Christoph Hellwig wrote:
On Tue, Dec 05, 2006 at 12:56:40AM -0500, Trond Myklebust wrote:
On Mon, 2006-12-04 at 18:59 -0600, Rob Ross wrote:
Hi all,
I don't think that the group intended that there be an opendirplus();
rather readdirplus() would simply be called instead of the usual
readdir(). We should clarify that.
Regarding Peter Staubach's comments about no one ever using the
readdirplus() call; well, if people weren't performing this workload in
the first place, we wouldn't *need* this sort of call! This call is
specifically targeted at improving "ls -l" performance on large
directories, and Sage has pointed out quite nicely how that might work.
...and we have pointed out how nicely this ignores the realities of
current caching models. There is no need for a readdirplus() system
call. There may be a need for a caching barrier, but AFAICS that is all.

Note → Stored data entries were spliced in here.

//! Interactive chat loop on stdin/stdout.

use anyhow::{Context, Result};
use std::io::Write;
use std::path::Path;
use tokio::io::{AsyncBufReadExt, BufReader};

use talentscout_core::Language;
use talentscout_runtime::ScreeningRuntime;

const CONVERSATION_ID: &str = "cli";

pub async fn run(
    runtime: &ScreeningRuntime,
    language: Language,
    transcript_path: Option<&Path>,
) -> Result<()> {
    let mut conversation = runtime
        .start(CONVERSATION_ID, language)
        .context("cannot start conversation")?;

    println!(
        "🤖 TalentScout Hiring Assistant ({}). Say hello to begin, type 'exit' to leave.",
        language.display_name()
    );

    let mut lines = BufReader::new(tokio::io::stdin()).lines();
    loop {
        print!("> ");
        std::io::stdout().flush().context("failed to write to stdout")?;

        let Some(line) = lines.next_line().await.context("failed to read from stdin")? else {
            break;
        };

        let response = runtime.handle_turn(&mut conversation, &line).await?;
        if !response.reply.is_empty() {
            println!("{}", response.reply);
        }

        if conversation.is_ended() {
            break;
        }
    }

    if let Some(path) = transcript_path {
        let json = serde_json::to_string_pretty(conversation.transcript())
            .context("failed to serialize transcript")?;
        std::fs::write(path, json)
            .with_context(|| format!("failed to write transcript to {}", path.display()))?;
        tracing::info!(path = %path.display(), entries = conversation.transcript().len(), "Transcript saved");
    }

    Ok(())
}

I think Andreas mentioned that it is useful for clustered filesystems
that can avoid additional roundtrips this way. That alone might now
be enough reason for API additions, though. The again statlite and
readdirplus really are the most sane bits of these proposals as they
fit nicely into the existing set of APIs. The filehandle idiocy on
the other hand is way of into crackpipe land.
So other than this "lite" version of the readdirplus() call, and this
idea of making the flags indicate validity rather than accuracy, are
there other comments on the directory-related calls? I understand that
they might or might not ever make it in, but assuming they did, what
other changes would you like to see?